Il secondo è costituito dall’ulteriore contegno dilatorio che va dal 19.04.2010, data in cui con la citata nota venivano richieste integrazioni alla documentazione allegata alla domanda a suo tempo presentata, fino al momento del rilascio della autorizzazione (18 febbraio 2011).

La controversia all’attenzione del Collegio vede quindi la concorrenza di una azione di annullamento con una azione di condanna. L’azione di condanna è volta ad ottenere il risarcimento dei danni che i ricorrenti hanno subito per il ritardo nell’ottenimento dell’autorizzazione.

Sull’azione di annullamento è certo che non vi sia più l’interesse dei ricorrenti a coltivare il giudizio avendo ottenuto il bene della vita cui aspiravano.

La questione su cui si controverte ancora, invece, è che tale bene della vita è stato ottenuto in ritardo.

Si tratta di vedere se questo ritardo deriva da un comportamento illecito dell’amministrazione.

Ad avviso del Collegio le questioni da risolvere nella presente controversia sono le seguenti:

1) se le delibere oggetto di contestazione dovessero applicarsi o meno al procedimento amministrativo in esame;

2) se l’aver diligentemente adempiuto alle prescrizioni imposte dalla Regione a seguito dell’entrata in vigore delle Linee Guida possa avere determinato acquiescenza alla tardiva conclusione del procedimento;

3) se l’introduzione delle delibere in contestazione potesse determinare una interruzione dei procedimenti già avviati, con connessa restituzione all’Amministrazione dell’intero spatium deliberandi, previsto dalla normativa statale per il rilascio dell’autorizzazione, ovvero se esse potessero determinare solo una sospensione dei procedimenti al fine di permettere ai privati l’integrazione delle documentazione al fine di adeguare le domande alle subentrate Linee Guida.

– In ordine alla prima delle questioni individuate, la risposta non può che essere positiva.

In virtù del principio "tempus regit actum", che regola il procedimento amministrativo, un nuovo regolamento o un atto amministrativo a contenuto generale che disciplina un determinato procedimento trova applicazione anche nei procedimenti iniziati anteriormente alla data di approvazione del provvedimento stesso.

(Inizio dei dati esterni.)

//! Hebrew Wordle for kids - CLI
//!
//! Four-letter Hebrew Wordle with a TUI (default) and a plain text mode.

use anyhow::{Context, Result};
use clap::{Parser, Subcommand};
use hebrew_wordle::{
    commands::{list_categories, run_simple, stats_report},
    config::{Config, WordSource},
    core::DEFAULT_CATEGORY,
    game::Session,
    interactive::{App, run_tui},
    output::{print_categories, print_stats_report},
    storage::{AppPaths, FileStore},
};
use rand::SeedableRng;
use rand::rngs::StdRng;
use std::fs::{self, OpenOptions};
use std::io;
use std::path::PathBuf;
use std::sync::Mutex;
use tracing::Level;

#[derive(Parser)]
#[command(
    name = "hebrew_wordle",
    about = "Four-letter Hebrew Wordle for kids, with word categories and saved stats",
    version,
    author
)]
struct Cli {
    #[command(subcommand)]
    command: Option<Commands>,

    /// JSON word list: {"category": ["word", ...]} (default: bundled lists)
    #[arg(short = 'w', long, global = true)]
    words: Option<PathBuf>,

    /// Directory for saved stats and the log file (default: platform data dir)
    #[arg(long, global = true)]
    data_dir: Option<PathBuf>,

    /// Category to start in
    #[arg(short, long, global = true, default_value = DEFAULT_CATEGORY)]
    category: String,

    /// Check the guess as soon as the row is full, without Enter
    #[arg(long, global = true)]
    auto_submit: bool,

    /// Keep playing when the word list is broken or missing categories
    #[arg(long, global = true)]
    lenient: bool,

    /// Log debug details to the log file
    #[arg(short, long, global = true)]
    verbose: bool,
}

#[derive(Subcommand)]
enum Commands {
    /// Interactive TUI mode (default)
    Play,

    /// Simple text mode (one guess per line, no TUI)
    Simple,

    /// Show saved wins and losses
    Stats,

    /// List categories and how many words each has
    Categories,
}

impl Cli {
    fn config(&self) -> Config {
        Config {
            words: self
                .words
                .clone()
                .map_or(WordSource::Embedded, WordSource::File),
            paths: self
                .data_dir
                .clone()
                .map_or_else(AppPaths::from_platform, AppPaths::new),
            category: self.category.clone(),
            auto_submit: self.auto_submit,
            lenient: self.lenient,
            log_level: if self.verbose {
                Level::DEBUG
            } else {
                Level::INFO
            },
        }
    }
}

/// Send logs to a file in the data directory so they never draw over the TUI
fn init_logging(config: &Config) -> Result<()> {
    let data_dir = config.paths.data_dir();
    fs::create_dir_all(data_dir)
        .with_context(|| format!("cannot create data directory {}", data_dir.display()))?;

    let log_path = config.paths.log_file();
    let log_file = OpenOptions::new()
        .create(true)
        .append(true)
        .open(&log_path)
        .with_context(|| format!("cannot open log file {}", log_path.display()))?;

    tracing_subscriber::fmt()
        .with_writer(Mutex::new(log_file))
        .with_ansi(false)
        .with_max_level(config.log_level)
        .init();
    Ok(())
}

fn main() -> Result<()> {
    let cli = Cli::parse();
    let config = cli.config();
    init_logging(&config)?;

    let command = cli.command.unwrap_or(Commands::Play);
    let store = FileStore::open(config.paths.data_dir()).context("cannot open stats store")?;

    match command {
        Commands::Stats => {
            print_stats_report(&stats_report(store));
            Ok(())
        }
        Commands::Categories => {
            let words = config.load_words().context("cannot load word lists")?;
            print_categories(&list_categories(&words));
            Ok(())
        }
        Commands::Play => {
            let session = start_session(&config, store)?;
            run_tui(App::new(session, config.auto_submit))
        }
        Commands::Simple => {
            let mut session = start_session(&config, store)?;
            run_simple(&mut session, io::stdin().lock(), io::stdout().lock())
        }
    }
}

fn start_session(config: &Config, store: FileStore) -> Result<Session<FileStore>> {
    let words = config.load_words().context("cannot load word lists")?;
    let mut session = Session::new(words, store, StdRng::from_os_rng());

    // An unavailable start category is shown in the UI, not fatal
    if let Err(err) = session.reset_game(&config.category) {
        tracing::warn!("{err}");
    }
    Ok(session)
}
//! Game session driving rounds and stats

mod session;

pub use session::{
    REVEAL_PREFIX, Session, SessionError, Status, UNAVAILABLE_PREFIX, VICTORY_MESSAGE,
};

Quanto precede comporta – in particolare – l’immediata operatività anche delle disposizioni incidenti sui termini per il compimento di atti procedimentali, ancorché relativi a procedimenti già in corso.

Chiaro, quindi, che l’esercizio della potestà pubblica che si concretizza nel rilascio della autorizzazione unica di cui all’art. 12 del d.lgs. 387 del 2003 deve avvenire in conformità alla disciplina vigente al momento dell’adozione dell’atto, proprio in virtù del principio "tempus regit actum".

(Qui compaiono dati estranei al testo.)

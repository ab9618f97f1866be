//! Interactive TUI
//!
//! Letter grid, Hebrew on-screen keyboard and category buttons, driven by
//! keyboard and mouse.

mod app;
mod controls;
mod rendering;

pub use app::{App, run_tui};
pub use controls::{Control, HitMap, KEYBOARD_LAYOUT};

– In ordine alla seconda questione, la risposta è invece negativa.

Non può annettersi valenza di acquiescenza a comportamenti che, a fronte di provvedimenti lesivi, tendano a contenerne le conseguenze negative attraverso atti o comportamenti che – impregiudicato l’esperimento delle vie di tutela – non aggravino la posizione dell’interessato, il quale ben può manifestare atteggiamenti collaborativi funzionali alla tutela della stessa (T.A.R. Lazio Roma, sez. I, 27 ottobre 2010, n. 33037).

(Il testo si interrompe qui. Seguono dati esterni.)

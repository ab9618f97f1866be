//! Simple line-based play mode
//!
//! Text-based game without the TUI: one guess per line.

use crate::core::{CATEGORIES, Category, MAX_ROWS, Outcome, Round, WORD_LENGTH};
use crate::game::Session;
use crate::output::formatters::grid_rows;
use crate::storage::KeyValueStore;
use anyhow::Result;
use colored::Colorize;
use std::io::{BufRead, Write};

/// What a line of input asks for
#[derive(Debug, PartialEq, Eq)]
enum Command<'a> {
    Quit,
    NewRound,
    Category(&'a str),
    Guess(&'a str),
}

fn parse_command(line: &str) -> Option<Command<'_>> {
    let line = line.trim();
    match line {
        "" => None,
        "quit" | "q" | "exit" | "יציאה" => Some(Command::Quit),
        "new" | "n" | "חדש" => Some(Command::NewRound),
        _ => {
            if let Some(category) = line
                .parse::<usize>()
                .ok()
                .and_then(Category::by_number)
                .or_else(|| Category::by_name(line))
            {
                Some(Command::Category(category.name))
            } else {
                Some(Command::Guess(line))
            }
        }
    }
}

/// Run the line-based game until `quit` or end of input
///
/// # Errors
///
/// Returns an error if reading input or writing output fails.
pub fn run_simple<S, R, W>(session: &mut Session<S>, input: R, mut out: W) -> Result<()>
where
    S: KeyValueStore,
    R: BufRead,
    W: Write,
{
    writeln!(out, "\n{}", "╔══════════════════════════════════╗".cyan())?;
    writeln!(out, "{}", "║        וורדל לילדים - מצב טקסט        ║".cyan())?;
    writeln!(out, "{}\n", "╚══════════════════════════════════╝".cyan())?;

    writeln!(out, "נחשו מילה בת {WORD_LENGTH} אותיות. קטגוריות:")?;
    for (index, category) in CATEGORIES.iter().enumerate() {
        writeln!(out, "  {}. {} {}", index + 1, category.icon, category.label)?;
    }
    writeln!(out, "פקודות: new (מילה חדשה), quit (יציאה)\n")?;

    print_board(session, &mut out)?;

    for line in input.lines() {
        let line = line?;
        let Some(command) = parse_command(&line) else {
            continue;
        };

        match command {
            Command::Quit => break,
            Command::NewRound => {
                if let Err(err) = session.new_round() {
                    tracing::warn!("new round refused: {err}");
                }
            }
            Command::Category(name) => {
                if let Err(err) = session.reset_game(name) {
                    tracing::warn!("category refused: {err}");
                }
            }
            Command::Guess(text) => play_guess(session, text, &mut out)?,
        }

        print_board(session, &mut out)?;
    }

    writeln!(out, "\n👋 {}\n", "להתראות!".bright_white())?;
    Ok(())
}

fn play_guess<S: KeyValueStore, W: Write>(
    session: &mut Session<S>,
    text: &str,
    out: &mut W,
) -> Result<()> {
    if session.round().is_none_or(Round::is_over) {
        writeln!(out, "{}", "המשחק נגמר. הקלידו new או מספר קטגוריה".yellow())?;
        return Ok(());
    }

    while session.erase_letter() {}

    let typed = text.chars().filter(|&ch| session.add_letter(ch)).count();
    if typed != WORD_LENGTH || text.chars().count() != WORD_LENGTH {
        while session.erase_letter() {}
        writeln!(
            out,
            "{}",
            format!("צריך מילה של {WORD_LENGTH} אותיות בעברית").yellow()
        )?;
        return Ok(());
    }

    match session.submit_guess() {
        Outcome::Won { attempts } => {
            writeln!(
                out,
                "\n🎉 {} ({attempts}/{MAX_ROWS})",
                session.message().green().bold()
            )?;
        }
        Outcome::Lost { .. } => {
            writeln!(out, "\n{}", session.message().red().bold())?;
        }
        Outcome::Advanced { .. } | Outcome::Incomplete | Outcome::Finished => {}
    }
    Ok(())
}

fn print_board<S: KeyValueStore, W: Write>(session: &Session<S>, out: &mut W) -> Result<()> {
    match session.round() {
        Some(round) => {
            for row in grid_rows(round) {
                writeln!(out, "    {}", row.bright_white())?;
            }
        }
        None => writeln!(out, "{}", session.message().yellow())?,
    }
    writeln!(out, "{}", session.stats_line().cyan())?;
    out.flush()?;
    Ok(())
}

#[cfg(test)]
mod tests {
    use super::*;
    use crate::game::VICTORY_MESSAGE;
    use crate::storage::{MemoryStore, StatsRecord};
    use crate::wordlists::loader::from_json;
    use rand::SeedableRng;
    use rand::rngs::StdRng;

    fn session() -> Session<MemoryStore> {
        let words = from_json(r#"{"animals": ["דגים"], "food": ["פיצה"]}"#).unwrap();
        let mut session = Session::new(words, MemoryStore::default(), StdRng::seed_from_u64(11));
        session.reset_game("animals").unwrap();
        session
    }

    fn play(session: &mut Session<MemoryStore>, script: &str) -> String {
        let mut out = Vec::new();
        run_simple(session, script.as_bytes(), &mut out).unwrap();
        String::from_utf8(out).unwrap()
    }

    #[test]
    fn parse_commands() {
        assert_eq!(parse_command("  quit "), Some(Command::Quit));
        assert_eq!(parse_command("new"), Some(Command::NewRound));
        assert_eq!(parse_command("3"), Some(Command::Category("food")));
        assert_eq!(parse_command("colors"), Some(Command::Category("colors")));
        assert_eq!(parse_command("דגים"), Some(Command::Guess("דגים")));
        assert_eq!(parse_command("9"), Some(Command::Guess("9")));
        assert_eq!(parse_command(""), None);
    }

    #[test]
    fn winning_line() {
        let mut session = session();
        let output = play(&mut session, "דגים\nquit\n");
        assert!(output.contains(VICTORY_MESSAGE));
        assert_eq!(session.stats(), StatsRecord { wins: 1, losses: 0 });
    }

    #[test]
    fn six_wrong_lines_lose() {
        let mut session = session();
        let output = play(&mut session, &"חתול\n".repeat(6));
        assert!(output.contains("המילה הייתה: דגים"));
        assert_eq!(session.stats(), StatsRecord { wins: 0, losses: 1 });
    }

    #[test]
    fn wrong_length_is_rejected_without_using_a_row() {
        let mut session = session();
        let output = play(&mut session, "כלב\nתרנגול\n");
        assert!(output.contains("צריך מילה"));
        let round = session.round().unwrap();
        assert_eq!(round.row(), 0);
        assert!(round.letters().is_empty());
    }

    #[test]
    fn category_switch() {
        let mut session = session();
        play(&mut session, "3\nפיצה\n");
        assert_eq!(session.category(), "food");
        assert_eq!(session.stats().wins, 1);
    }

    #[test]
    fn missing_category_is_reported() {
        let mut session = session();
        let output = play(&mut session, "colors\nכחול\n");
        assert!(output.contains("אין מילים בקטגוריה"));
        assert!(output.contains("המשחק נגמר"));
        assert_eq!(session.stats(), StatsRecord::default());
    }

    #[test]
    fn refused_new_round_keeps_reading_lines() {
        let mut session = session();
        let output = play(&mut session, "colors
new
1
דגים
");
        assert_eq!(output.matches("אין מילים בקטגוריה: colors").count(), 2);
        assert_eq!(session.category(), "animals");
        assert_eq!(session.stats().wins, 1);
    }
}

Residua la terza delle questioni sopra prospettate.

Invero, l’approvazione di nuove Linee Guida (di cui alla deliberazione della G.R. n. 10/3) con la connessa previsione, di cui alla norma transitoria contenuta nell’art. 12 delle citate Linee Guida, di un obbligo di regolarizazione e di integrazione documentale imposto anche alle domande pendenti, costituisce una causa di sospensione del termine per la conclusione del procedimento. Per cui la richiesta di integrazioni alla domanda presentata dalla ricorrente in data 5.11.2009 (e sui cui l’Amministrazione aveva già tenuto un comportamento inerte fino al 15.04.2010, data della prima richiesta di integrazioni), non costituisce di per sé una violazione del termine di conclusione del procedimento previsto dall’art. 12 comma 4 del d.lgs. 387 del 2003 nel testo vigente al momento dei fatti di cui è causa.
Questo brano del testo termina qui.